Below are records; copy every line in them that holds the word "TargetArgs".
########
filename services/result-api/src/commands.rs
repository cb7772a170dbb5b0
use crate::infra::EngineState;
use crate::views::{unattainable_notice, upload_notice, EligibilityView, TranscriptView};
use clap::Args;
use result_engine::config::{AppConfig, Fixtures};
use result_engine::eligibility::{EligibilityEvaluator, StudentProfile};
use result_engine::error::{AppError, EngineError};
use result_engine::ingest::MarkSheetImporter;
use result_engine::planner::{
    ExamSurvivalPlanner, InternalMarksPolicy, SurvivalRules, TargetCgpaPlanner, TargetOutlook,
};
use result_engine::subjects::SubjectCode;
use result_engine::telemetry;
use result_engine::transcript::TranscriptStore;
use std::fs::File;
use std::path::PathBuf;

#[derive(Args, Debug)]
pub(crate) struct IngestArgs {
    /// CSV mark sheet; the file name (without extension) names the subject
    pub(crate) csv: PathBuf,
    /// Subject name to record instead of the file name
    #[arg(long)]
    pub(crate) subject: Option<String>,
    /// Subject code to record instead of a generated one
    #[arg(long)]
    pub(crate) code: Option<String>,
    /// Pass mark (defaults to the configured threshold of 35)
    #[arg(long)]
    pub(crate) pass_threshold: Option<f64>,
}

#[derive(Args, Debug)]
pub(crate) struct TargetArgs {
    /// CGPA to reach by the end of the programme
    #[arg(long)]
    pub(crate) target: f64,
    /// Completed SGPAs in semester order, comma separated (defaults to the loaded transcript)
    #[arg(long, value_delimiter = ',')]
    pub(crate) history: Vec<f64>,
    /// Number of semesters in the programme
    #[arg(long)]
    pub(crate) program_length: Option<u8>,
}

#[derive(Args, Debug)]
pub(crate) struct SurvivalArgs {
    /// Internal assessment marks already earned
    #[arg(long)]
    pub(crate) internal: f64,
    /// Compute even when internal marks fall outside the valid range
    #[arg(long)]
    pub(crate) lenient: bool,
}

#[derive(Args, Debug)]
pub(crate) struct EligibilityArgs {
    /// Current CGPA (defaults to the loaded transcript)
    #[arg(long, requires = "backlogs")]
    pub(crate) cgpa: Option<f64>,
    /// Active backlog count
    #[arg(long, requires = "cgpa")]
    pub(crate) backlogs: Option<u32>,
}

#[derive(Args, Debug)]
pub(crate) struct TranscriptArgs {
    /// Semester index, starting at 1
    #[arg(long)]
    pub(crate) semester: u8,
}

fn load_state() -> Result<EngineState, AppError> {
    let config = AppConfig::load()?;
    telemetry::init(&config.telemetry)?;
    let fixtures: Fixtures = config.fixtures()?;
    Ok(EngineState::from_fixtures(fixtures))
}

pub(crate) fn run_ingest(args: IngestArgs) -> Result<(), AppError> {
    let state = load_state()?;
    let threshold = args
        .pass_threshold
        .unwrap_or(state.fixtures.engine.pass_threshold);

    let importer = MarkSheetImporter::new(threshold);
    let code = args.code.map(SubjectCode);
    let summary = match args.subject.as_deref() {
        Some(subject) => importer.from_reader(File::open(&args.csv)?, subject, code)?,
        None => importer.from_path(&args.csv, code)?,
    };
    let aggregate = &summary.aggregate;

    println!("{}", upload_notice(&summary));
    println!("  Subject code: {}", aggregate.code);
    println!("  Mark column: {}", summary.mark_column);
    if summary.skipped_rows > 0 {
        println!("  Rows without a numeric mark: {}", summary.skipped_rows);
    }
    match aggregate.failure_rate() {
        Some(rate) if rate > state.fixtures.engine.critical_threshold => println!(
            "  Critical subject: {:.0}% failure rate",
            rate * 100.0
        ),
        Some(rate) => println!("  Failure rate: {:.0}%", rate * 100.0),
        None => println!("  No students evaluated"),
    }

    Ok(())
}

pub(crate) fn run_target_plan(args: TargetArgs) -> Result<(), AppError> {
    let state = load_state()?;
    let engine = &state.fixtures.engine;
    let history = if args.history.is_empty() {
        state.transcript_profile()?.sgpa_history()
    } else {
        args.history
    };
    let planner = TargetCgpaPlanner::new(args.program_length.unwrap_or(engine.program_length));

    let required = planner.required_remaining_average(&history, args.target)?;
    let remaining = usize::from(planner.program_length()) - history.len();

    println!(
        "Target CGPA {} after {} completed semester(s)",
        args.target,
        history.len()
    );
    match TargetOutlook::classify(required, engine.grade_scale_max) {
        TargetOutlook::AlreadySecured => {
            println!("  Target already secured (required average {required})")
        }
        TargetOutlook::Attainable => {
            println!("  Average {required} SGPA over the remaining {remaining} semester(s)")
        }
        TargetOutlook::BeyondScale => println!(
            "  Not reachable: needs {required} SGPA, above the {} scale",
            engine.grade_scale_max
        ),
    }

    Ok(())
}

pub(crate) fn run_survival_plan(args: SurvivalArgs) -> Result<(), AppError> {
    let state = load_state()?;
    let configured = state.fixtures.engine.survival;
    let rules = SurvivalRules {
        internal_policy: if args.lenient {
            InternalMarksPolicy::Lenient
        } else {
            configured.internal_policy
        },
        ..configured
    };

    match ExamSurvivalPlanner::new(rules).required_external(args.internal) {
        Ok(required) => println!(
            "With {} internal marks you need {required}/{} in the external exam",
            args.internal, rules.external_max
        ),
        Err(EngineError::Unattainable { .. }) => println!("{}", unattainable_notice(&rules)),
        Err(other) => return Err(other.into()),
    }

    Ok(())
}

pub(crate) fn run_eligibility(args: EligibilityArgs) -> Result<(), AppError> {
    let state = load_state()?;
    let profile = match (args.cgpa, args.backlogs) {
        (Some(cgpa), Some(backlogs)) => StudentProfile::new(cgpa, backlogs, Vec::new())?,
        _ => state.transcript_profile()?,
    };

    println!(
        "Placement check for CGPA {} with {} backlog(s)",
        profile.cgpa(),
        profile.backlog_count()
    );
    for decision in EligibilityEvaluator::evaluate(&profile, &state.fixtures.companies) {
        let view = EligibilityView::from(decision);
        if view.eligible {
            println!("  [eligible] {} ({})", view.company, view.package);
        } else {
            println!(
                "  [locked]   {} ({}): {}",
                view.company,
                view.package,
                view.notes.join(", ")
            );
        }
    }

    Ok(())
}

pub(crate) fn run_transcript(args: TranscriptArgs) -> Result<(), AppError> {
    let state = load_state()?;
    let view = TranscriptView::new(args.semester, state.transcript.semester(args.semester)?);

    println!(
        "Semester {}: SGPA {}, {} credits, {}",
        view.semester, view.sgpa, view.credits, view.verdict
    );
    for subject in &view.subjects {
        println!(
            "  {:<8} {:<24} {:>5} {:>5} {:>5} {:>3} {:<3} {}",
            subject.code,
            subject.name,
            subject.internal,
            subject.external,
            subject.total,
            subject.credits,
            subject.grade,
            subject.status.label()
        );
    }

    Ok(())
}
########
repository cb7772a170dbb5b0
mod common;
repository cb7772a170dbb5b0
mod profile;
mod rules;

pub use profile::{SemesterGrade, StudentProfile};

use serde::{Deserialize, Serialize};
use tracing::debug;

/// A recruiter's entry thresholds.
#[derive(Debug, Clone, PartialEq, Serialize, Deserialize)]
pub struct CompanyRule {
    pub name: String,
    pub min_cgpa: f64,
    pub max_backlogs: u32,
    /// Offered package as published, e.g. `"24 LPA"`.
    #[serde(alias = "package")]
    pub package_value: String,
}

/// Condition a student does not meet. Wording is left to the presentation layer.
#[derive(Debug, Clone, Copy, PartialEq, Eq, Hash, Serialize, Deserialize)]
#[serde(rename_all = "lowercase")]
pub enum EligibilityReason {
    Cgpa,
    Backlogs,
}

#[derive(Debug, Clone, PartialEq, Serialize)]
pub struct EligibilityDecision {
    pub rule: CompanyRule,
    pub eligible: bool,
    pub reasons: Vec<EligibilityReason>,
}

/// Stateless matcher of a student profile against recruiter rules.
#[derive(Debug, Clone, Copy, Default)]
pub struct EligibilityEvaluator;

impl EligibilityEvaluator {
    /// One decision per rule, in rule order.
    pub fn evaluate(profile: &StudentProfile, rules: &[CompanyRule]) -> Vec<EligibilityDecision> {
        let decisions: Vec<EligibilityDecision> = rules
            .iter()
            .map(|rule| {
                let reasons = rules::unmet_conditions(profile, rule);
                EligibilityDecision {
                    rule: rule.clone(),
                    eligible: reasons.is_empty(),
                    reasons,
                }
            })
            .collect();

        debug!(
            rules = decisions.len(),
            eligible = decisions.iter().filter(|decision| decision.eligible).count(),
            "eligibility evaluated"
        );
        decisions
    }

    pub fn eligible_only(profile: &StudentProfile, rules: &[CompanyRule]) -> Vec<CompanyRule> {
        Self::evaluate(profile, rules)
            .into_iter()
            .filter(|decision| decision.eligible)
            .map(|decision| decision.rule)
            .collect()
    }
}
########
> **Exercise solution**
pub(crate) struct TargetArgs {
pub(crate) fn run_target_plan(args: TargetArgs) -> Result<(), AppError> {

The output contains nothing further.